---
name: perf-nsight-systems
description: >-
  Nsight Systems (nsys) CLI for system-level timeline profiling.
  Use when the user wants to run nsys profile, analyze .nsys-rep
  reports, use nsys stats/analyze/recipe commands, diagnose GPU idle
  time from timeline traces, or profile distributed training with
  NCCL overlap analysis. NOT for kernel-level metrics like SOL%,
  occupancy, or roofline (use perf-nsight-compute-analysis for ncu).
  NOT for writing or generating kernels. NOT for applying
  optimizations like CUDA Graphs.
license: Apache-2.0
metadata:
  author: NVIDIA Corporation
---

# Nsight Systems Profiling

NVIDIA Nsight Systems (`nsys`) is a system-level performance analysis tool
that captures CPU/GPU activity timelines, API traces, and OS-level events.
Unlike Nsight Compute (kernel-level), `nsys` shows the big picture — how
kernels, memory transfers, communication, and CPU work overlap in time.

## When to Use

Reach for this skill when you encounter:

- **Triggers**: User wants to profile a training script end-to-end, analyze
  GPU utilization, find pipeline bottlenecks, check communication/compute
  overlap, or interpret `.nsys-rep` reports
- **Symptoms**: Training slower than expected, GPU idle between iterations,
  need to understand where time is spent across CPU and GPU, poor scaling
  in distributed training
- **Keywords**: "nsys", "nsight systems", "GPU timeline", "GPU utilization",
  "kernel launch overhead", "training profiling", "NCCL overlap", "nsys-rep",
  "cuda trace", "GPU idle", "pipeline stall", "data loading bottleneck"

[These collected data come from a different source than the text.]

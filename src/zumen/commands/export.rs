//! Archive drawings into a timestamped tar.gz before destructive batch
//! work. The archive holds each drawing's metadata document plus every
//! file of every recognized folder (overview included) in every category.

use crate::commands::{CmdMessage, CmdResult};
use crate::error::{Result, ZumenError};
use crate::media::MediaTree;
use crate::model::{DrawingId, MediaCategory};
use crate::store::fs::METADATA_FILENAME;
use crate::store::DrawingStore;
use chrono::Utc;
use flate2::write::GzEncoder;
use flate2::Compression;
use std::fs::File;
use std::io::Write;

pub fn run<S: DrawingStore>(store: &S, ids: &[DrawingId]) -> Result<CmdResult> {
    let mut result = CmdResult::default();

    let mut present = Vec::new();
    for id in ids {
        if store.drawing_exists(id) {
            present.push(id.clone());
        } else {
            result.totals.skipped += 1;
            result.add_message(CmdMessage::warning(format!(
                "{} (skipped)",
                ZumenError::DrawingNotFound(id.to_string())
            )));
        }
    }

    if present.is_empty() {
        result.add_message(CmdMessage::info("No drawings to export."));
        return Ok(result);
    }

    let filename = format!("zumen-{}.tar.gz", Utc::now().format("%Y-%m-%d_%H%M%S"));
    let file = File::create(&filename).map_err(ZumenError::Io)?;
    let entries = write_archive(file, store, &present)?;

    result.totals.processed = present.len();
    result.add_message(CmdMessage::success(format!(
        "Exported {} drawing(s) ({} entries) to {}",
        present.len(),
        entries,
        filename
    )));
    Ok(result)
}

fn write_archive<W: Write, S: DrawingStore>(
    writer: W,
    store: &S,
    ids: &[DrawingId],
) -> Result<usize> {
    let enc = GzEncoder::new(writer, Compression::default());
    let mut tar = tar::Builder::new(enc);
    let mut entries = 0usize;

    for id in ids {
        if let Some(doc) = store.read_metadata(id)? {
            let content = serde_json::to_vec_pretty(&doc).map_err(ZumenError::Serialization)?;
            append_entry(
                &mut tar,
                &format!("zumen/{}/{}", id.dir_name(), METADATA_FILENAME),
                &content,
            )?;
            entries += 1;
        }

        let tree = MediaTree::scan(store, id)?;
        for category in MediaCategory::ALL {
            for folder in tree.step_folders(category) {
                for name in store.list_files(id, category, &folder.name)? {
                    let bytes = store.read_file(id, category, &folder.name, &name)?;
                    append_entry(
                        &mut tar,
                        &format!(
                            "zumen/{}/{}/{}/{}",
                            id.dir_name(),
                            category,
                            folder.name,
                            name
                        ),
                        &bytes,
                    )?;
                    entries += 1;
                }
            }
        }
    }

    tar.finish().map_err(ZumenError::Io)?;
    Ok(entries)
}

fn append_entry<W: Write>(
    tar: &mut tar::Builder<W>,
    path: &str,
    content: &[u8],
) -> Result<()> {
    let mut header = tar::Header::new_gnu();
    header.set_size(content.len() as u64);
    header.set_mode(0o644);
    header.set_cksum();
    tar.append_data(&mut header, path, content)
        .map_err(ZumenError::Io)
}

#[cfg(test)]
mod tests {
    use super::*;
    use crate::model::MachineType;
    use crate::store::memory::fixtures::StoreFixture;
    use flate2::read::GzDecoder;

    fn archive_paths(bytes: &[u8]) -> Vec<String> {
        let mut archive = tar::Archive::new(GzDecoder::new(bytes));
        archive
            .entries()
            .unwrap()
            .map(|entry| {
                entry
                    .unwrap()
                    .path()
                    .unwrap()
                    .to_string_lossy()
                    .into_owned()
            })
            .collect()
    }

    #[test]
    fn archive_holds_metadata_and_every_media_file() {
        let fixture = StoreFixture::new()
            .with_bucket_steps("D1", MachineType::Turning, 2)
            .with_files("D1", MediaCategory::Images, "step_1_turning", &["a.jpg"])
            .with_files("D1", MediaCategory::Images, "overview", &["o.jpg"])
            .with_files("D1", MediaCategory::Pdfs, "step_1", &["p.pdf"]);

        let mut buffer = Vec::new();
        let entries =
            write_archive(&mut buffer, &fixture.store, &[DrawingId::new("D1")]).unwrap();
        assert_eq!(entries, 4);

        let paths = archive_paths(&buffer);
        assert!(paths.contains(&"zumen/drawing-D1/instruction.json".to_string()));
        assert!(paths.contains(&"zumen/drawing-D1/images/step_1_turning/a.jpg".to_string()));
        assert!(paths.contains(&"zumen/drawing-D1/images/overview/o.jpg".to_string()));
        assert!(paths.contains(&"zumen/drawing-D1/pdfs/step_1/p.pdf".to_string()));
    }

    #[test]
    fn missing_drawings_are_skipped_with_message() {
        let fixture = StoreFixture::new();
        let result = run(&fixture.store, &[DrawingId::new("GONE")]).unwrap();
        assert_eq!(result.totals.skipped, 1);
        assert!(result
            .messages
            .iter()
            .any(|m| m.content.contains("No drawings to export")));
    }
}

Do NOT use this skill for:
- Kernel-level optimization (use Nsight Compute / `ncu` instead)
- GPU hardware metrics like SM throughput, cache hit rates (use `ncu`)
- GPU monitoring without profiling (use `nvidia-smi`)
- Non-CLI usage (GUI workflows, IDE integration) — consult official docs

## Requirements

| Dependency | Version | Notes |
|------------|---------|-------|
| CUDA Toolkit | >=11.0 | Includes `nsys` |
| `nsys` binary | Match CUDA version | Verify with `nsys -v` |
| NVIDIA GPU | Any supported | |

Permissions: `nsys` may require `sudo` or `CAP_SYS_ADMIN` for system-wide
tracing and GPU metrics. In containers, use `--privileged` or
`--cap-add=SYS_ADMIN`.

## Reporting Principles

**Every number must have an authoritative source.** When presenting timing data,
kernel counts, API call durations, or any quantitative metric, always cite the
source: `nsys stats` report output, `nsys analyze` rule output, exported SQLite
query result, recipe CSV, or raw command output. Show the actual command and its
output before interpreting. Never synthesize, estimate, or extrapolate numbers
that did not come from a tool output.

**Use `nsys stats` for structured analysis, not raw trace data.** Always extract
metrics via targeted `nsys stats -r <report>` commands rather than trying to
read or interpret `.nsys-rep` files directly. Stats reports produce compact,
tabular summaries; raw trace data can be enormous (especially with backtraces
or verbose API tracing). Run the smallest set of reports needed for the task,
then request additional reports only if the initial results raise questions.

## Workflows

### Workflow 1: Profile a DL Training Script

Goal: Capture a clean, focused profile of steady-state training iterations.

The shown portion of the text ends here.